■ **Input material**
+-------+

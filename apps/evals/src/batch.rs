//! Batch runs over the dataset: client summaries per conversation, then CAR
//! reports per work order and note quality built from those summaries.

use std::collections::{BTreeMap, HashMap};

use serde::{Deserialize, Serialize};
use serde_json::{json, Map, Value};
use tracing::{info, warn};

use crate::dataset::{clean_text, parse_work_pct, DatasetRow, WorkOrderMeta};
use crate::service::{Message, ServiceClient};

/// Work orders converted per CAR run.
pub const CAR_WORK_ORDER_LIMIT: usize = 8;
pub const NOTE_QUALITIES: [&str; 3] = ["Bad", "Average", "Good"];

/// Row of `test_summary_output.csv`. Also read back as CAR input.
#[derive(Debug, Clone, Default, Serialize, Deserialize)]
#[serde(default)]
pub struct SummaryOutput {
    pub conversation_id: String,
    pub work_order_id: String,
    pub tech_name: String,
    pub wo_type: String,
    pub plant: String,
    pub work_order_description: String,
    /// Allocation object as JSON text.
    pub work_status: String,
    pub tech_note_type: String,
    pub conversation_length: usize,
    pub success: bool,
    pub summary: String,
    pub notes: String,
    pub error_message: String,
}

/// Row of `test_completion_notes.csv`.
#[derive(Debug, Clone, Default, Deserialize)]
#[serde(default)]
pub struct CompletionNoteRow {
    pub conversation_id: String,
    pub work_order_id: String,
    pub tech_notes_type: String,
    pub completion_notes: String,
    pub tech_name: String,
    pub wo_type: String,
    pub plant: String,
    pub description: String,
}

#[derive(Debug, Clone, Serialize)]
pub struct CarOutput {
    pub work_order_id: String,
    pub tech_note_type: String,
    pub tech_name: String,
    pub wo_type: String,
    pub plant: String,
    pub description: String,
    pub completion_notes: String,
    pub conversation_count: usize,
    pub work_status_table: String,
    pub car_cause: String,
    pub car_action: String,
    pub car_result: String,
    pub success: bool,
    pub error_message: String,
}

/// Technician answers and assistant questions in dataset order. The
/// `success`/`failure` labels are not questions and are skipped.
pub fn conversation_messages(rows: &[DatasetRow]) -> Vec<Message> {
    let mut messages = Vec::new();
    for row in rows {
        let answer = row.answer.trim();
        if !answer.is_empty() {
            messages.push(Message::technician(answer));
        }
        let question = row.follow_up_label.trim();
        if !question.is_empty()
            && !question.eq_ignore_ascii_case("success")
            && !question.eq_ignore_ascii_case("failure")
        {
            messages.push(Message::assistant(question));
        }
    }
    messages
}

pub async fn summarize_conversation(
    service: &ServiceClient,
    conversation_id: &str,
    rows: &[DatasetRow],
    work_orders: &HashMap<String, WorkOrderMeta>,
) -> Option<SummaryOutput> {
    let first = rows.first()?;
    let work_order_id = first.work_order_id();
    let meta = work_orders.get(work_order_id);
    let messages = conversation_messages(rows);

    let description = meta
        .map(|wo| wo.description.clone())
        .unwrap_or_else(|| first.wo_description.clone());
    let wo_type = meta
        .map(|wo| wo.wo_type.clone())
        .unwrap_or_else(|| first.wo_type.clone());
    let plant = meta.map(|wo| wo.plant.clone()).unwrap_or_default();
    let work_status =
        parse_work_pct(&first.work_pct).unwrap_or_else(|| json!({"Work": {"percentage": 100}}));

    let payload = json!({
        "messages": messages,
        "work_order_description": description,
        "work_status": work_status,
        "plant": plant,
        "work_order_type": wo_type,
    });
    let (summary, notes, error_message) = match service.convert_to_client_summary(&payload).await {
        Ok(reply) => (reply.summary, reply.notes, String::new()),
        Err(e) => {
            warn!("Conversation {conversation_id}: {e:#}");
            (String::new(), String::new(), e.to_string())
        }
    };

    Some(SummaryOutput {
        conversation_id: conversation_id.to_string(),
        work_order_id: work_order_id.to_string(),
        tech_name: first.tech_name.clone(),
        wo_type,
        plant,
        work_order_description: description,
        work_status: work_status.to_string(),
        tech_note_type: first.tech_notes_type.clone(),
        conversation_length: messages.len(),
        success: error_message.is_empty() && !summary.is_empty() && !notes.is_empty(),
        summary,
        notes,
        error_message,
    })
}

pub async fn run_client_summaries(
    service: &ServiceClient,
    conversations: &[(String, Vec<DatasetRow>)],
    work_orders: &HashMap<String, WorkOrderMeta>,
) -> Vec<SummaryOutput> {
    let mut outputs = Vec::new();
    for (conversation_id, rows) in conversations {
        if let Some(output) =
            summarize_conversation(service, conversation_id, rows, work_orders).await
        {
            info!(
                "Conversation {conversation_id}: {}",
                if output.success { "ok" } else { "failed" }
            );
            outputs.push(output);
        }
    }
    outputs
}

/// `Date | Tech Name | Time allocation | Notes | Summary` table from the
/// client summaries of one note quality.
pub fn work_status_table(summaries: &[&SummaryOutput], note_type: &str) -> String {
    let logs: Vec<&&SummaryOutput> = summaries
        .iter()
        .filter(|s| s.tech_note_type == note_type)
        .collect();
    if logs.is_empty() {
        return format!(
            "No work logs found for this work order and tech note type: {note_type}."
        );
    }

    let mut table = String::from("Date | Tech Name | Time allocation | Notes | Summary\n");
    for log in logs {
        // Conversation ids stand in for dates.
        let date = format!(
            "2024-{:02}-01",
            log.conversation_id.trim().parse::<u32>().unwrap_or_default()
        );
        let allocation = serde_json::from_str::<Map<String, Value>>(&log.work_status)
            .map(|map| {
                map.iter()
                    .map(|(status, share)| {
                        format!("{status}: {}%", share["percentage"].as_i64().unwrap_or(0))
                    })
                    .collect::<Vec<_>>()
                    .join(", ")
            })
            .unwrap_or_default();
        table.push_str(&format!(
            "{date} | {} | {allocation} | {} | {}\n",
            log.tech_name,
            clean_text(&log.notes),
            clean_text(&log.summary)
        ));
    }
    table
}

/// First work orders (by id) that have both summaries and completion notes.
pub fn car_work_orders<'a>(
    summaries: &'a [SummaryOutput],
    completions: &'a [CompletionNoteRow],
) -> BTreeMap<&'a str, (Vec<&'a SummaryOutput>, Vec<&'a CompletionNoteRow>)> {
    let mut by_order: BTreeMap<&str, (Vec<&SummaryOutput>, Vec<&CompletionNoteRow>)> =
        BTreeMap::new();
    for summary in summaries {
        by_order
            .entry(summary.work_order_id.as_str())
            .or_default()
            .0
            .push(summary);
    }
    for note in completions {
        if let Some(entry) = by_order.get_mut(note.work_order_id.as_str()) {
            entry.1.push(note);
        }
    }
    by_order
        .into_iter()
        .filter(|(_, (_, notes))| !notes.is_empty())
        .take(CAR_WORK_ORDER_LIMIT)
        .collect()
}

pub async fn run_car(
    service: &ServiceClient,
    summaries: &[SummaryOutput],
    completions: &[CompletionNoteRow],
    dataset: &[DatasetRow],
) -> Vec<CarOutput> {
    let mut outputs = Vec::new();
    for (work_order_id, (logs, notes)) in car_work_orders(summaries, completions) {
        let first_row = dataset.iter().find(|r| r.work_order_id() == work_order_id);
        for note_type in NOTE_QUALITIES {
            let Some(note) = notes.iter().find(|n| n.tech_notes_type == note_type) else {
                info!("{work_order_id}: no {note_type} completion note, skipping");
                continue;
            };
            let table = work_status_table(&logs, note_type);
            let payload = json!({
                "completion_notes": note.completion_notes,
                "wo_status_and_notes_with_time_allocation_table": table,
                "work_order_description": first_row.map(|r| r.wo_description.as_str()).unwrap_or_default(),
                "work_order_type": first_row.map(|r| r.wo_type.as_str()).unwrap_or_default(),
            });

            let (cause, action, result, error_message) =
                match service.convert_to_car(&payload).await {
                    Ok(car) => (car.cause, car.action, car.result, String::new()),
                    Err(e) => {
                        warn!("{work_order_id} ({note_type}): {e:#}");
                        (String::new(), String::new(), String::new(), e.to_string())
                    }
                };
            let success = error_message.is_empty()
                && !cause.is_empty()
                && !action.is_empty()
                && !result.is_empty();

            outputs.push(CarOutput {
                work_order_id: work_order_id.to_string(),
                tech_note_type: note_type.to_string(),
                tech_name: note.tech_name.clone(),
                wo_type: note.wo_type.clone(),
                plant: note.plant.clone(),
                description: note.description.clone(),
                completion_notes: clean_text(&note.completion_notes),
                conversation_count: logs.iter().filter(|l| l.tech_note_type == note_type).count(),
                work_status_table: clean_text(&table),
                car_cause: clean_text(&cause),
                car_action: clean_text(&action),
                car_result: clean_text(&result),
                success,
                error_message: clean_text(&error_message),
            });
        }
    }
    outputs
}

+-------+

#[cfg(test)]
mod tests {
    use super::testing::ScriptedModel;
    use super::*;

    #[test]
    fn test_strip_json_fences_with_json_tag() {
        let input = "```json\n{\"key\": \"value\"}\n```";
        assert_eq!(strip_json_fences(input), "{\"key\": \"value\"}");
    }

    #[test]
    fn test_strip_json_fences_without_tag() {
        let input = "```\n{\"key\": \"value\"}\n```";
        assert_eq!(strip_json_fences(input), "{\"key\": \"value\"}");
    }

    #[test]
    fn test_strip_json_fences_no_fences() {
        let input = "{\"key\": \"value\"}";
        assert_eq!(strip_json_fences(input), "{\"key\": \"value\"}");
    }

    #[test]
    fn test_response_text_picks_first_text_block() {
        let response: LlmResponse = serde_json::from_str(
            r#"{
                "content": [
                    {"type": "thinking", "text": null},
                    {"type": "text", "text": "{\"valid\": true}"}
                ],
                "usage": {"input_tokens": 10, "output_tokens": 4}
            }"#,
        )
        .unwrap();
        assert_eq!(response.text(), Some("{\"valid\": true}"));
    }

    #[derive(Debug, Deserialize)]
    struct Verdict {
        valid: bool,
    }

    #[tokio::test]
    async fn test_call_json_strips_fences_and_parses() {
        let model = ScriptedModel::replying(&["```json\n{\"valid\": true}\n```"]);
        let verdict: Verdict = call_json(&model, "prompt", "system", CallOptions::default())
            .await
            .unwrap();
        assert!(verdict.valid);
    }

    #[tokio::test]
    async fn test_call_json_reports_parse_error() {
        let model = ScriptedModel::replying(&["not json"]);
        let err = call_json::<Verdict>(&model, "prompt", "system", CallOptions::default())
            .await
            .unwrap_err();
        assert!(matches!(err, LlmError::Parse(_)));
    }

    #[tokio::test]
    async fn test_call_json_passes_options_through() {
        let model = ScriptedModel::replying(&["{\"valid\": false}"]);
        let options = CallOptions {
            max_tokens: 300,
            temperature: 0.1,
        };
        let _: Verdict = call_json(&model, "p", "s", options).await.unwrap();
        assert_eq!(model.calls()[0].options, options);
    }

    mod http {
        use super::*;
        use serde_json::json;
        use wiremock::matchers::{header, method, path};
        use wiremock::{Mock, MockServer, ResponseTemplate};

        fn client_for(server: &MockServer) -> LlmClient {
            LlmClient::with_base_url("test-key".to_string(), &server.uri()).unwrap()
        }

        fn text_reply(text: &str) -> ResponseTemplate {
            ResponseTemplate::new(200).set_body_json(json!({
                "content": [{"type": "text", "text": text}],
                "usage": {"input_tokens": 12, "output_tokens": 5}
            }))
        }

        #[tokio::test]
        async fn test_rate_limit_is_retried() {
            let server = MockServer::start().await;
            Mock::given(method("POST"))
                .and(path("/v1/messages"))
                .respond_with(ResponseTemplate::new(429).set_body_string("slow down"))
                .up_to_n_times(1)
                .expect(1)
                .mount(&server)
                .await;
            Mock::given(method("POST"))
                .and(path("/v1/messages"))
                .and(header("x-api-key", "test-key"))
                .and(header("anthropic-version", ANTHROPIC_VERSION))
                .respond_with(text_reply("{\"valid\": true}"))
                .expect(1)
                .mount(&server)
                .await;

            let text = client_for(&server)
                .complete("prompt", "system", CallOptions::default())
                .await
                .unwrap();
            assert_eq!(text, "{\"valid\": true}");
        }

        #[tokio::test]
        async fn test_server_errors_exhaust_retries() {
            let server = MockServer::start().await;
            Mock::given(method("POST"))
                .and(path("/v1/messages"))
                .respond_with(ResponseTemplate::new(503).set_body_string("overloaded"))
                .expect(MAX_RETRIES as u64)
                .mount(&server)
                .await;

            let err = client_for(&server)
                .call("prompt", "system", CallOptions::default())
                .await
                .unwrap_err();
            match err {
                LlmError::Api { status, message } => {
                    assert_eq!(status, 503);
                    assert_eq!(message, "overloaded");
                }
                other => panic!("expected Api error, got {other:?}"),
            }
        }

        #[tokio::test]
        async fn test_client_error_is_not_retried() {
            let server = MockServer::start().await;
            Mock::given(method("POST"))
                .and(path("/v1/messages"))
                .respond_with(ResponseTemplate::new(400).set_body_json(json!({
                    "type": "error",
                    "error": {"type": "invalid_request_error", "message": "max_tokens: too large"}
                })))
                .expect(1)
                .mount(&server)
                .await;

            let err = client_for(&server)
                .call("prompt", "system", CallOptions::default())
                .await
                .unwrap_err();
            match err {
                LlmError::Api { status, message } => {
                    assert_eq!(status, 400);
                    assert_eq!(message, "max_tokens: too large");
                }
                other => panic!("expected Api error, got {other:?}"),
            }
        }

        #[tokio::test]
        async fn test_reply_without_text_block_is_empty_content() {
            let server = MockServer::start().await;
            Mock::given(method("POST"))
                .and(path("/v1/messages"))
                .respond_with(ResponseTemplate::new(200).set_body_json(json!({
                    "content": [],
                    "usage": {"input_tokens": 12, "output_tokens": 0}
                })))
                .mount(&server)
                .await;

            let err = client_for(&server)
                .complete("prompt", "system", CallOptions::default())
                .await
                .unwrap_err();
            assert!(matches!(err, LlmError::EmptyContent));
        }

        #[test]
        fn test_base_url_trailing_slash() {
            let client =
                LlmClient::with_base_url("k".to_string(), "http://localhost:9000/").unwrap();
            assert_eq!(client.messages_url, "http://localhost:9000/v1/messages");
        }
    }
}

+-------+

■ **Your objective**
Check each line of the data above for the string "crate", and copy the ones that have it.

■ **Exercise result**
use crate::dataset::{clean_text, parse_work_pct, DatasetRow, WorkOrderMeta};
use crate::service::{Message, ServiceClient};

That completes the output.